=== STUDY MATERIAL ===
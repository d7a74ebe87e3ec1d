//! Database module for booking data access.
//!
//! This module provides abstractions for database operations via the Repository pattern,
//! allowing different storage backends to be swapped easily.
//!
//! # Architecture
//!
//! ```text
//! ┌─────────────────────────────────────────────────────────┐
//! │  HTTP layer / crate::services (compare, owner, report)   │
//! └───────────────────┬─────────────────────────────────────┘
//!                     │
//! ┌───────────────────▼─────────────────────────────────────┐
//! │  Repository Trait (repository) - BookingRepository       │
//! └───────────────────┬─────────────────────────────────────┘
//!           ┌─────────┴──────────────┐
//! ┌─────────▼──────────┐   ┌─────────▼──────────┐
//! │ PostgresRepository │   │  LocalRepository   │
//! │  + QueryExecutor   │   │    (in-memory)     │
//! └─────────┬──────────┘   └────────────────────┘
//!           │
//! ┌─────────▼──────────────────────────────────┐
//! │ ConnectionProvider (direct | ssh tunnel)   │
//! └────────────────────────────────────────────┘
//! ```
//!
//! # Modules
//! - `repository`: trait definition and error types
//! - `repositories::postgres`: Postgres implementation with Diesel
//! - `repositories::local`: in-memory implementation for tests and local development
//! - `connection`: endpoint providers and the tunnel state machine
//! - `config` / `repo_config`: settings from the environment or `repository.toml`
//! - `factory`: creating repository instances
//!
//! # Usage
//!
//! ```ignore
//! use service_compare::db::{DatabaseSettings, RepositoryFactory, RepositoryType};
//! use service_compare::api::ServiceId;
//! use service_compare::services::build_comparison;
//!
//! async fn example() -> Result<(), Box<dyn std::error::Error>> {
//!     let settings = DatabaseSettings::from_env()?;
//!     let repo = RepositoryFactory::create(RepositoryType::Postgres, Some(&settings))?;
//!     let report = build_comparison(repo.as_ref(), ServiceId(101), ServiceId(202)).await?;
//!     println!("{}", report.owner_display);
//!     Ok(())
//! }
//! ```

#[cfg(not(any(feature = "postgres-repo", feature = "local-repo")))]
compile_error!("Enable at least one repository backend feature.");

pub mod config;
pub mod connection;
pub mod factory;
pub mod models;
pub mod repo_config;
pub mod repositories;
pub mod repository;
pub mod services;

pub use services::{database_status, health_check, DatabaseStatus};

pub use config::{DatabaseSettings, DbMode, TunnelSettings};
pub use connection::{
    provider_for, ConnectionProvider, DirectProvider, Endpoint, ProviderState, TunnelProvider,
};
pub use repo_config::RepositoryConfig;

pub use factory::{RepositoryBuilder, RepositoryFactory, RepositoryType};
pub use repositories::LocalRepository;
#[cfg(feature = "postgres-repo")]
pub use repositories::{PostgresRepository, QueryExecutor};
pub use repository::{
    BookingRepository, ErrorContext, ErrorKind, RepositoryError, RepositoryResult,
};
===
=== STUDY MATERIAL ===
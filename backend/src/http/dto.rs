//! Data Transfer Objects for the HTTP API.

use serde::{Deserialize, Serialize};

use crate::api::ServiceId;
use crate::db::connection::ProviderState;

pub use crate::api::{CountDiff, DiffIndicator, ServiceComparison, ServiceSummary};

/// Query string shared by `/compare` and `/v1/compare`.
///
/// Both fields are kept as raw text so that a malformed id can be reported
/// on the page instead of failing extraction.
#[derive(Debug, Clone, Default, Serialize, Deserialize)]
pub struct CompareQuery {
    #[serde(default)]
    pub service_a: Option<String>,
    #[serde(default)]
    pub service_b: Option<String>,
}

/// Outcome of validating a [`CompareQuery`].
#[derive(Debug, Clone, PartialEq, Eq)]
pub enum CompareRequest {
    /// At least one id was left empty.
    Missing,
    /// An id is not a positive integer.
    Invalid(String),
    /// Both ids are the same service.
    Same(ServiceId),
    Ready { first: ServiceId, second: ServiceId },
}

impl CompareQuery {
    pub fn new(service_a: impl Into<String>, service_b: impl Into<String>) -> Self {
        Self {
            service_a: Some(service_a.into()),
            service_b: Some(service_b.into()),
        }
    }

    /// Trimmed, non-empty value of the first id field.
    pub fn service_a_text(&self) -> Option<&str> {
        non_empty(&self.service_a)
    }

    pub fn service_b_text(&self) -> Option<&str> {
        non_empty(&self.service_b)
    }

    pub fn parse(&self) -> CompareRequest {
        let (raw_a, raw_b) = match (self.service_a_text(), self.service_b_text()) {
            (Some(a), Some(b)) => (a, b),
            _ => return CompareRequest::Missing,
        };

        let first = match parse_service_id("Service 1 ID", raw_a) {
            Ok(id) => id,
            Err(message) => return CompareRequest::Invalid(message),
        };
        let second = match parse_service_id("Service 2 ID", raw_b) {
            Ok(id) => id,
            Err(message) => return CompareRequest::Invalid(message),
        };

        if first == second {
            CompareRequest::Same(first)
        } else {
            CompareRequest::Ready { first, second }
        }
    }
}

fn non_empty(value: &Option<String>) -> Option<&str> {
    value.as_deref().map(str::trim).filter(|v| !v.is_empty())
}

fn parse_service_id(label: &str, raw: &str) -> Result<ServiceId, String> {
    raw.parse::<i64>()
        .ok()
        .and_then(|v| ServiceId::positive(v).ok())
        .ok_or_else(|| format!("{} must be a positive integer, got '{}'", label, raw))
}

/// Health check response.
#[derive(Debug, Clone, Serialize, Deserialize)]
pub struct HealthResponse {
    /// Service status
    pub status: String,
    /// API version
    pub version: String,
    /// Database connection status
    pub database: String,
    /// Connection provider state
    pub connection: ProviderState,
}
===
:: THE PROBLEM ::
Identify and extract each line of the listing that contains "RepositoryFactory".

:: WRITTEN RESPONSE ::
//! use service_compare::db::{DatabaseSettings, RepositoryFactory, RepositoryType};
//!     let repo = RepositoryFactory::create(RepositoryType::Postgres, Some(&settings))?;
pub use factory::{RepositoryBuilder, RepositoryFactory, RepositoryType};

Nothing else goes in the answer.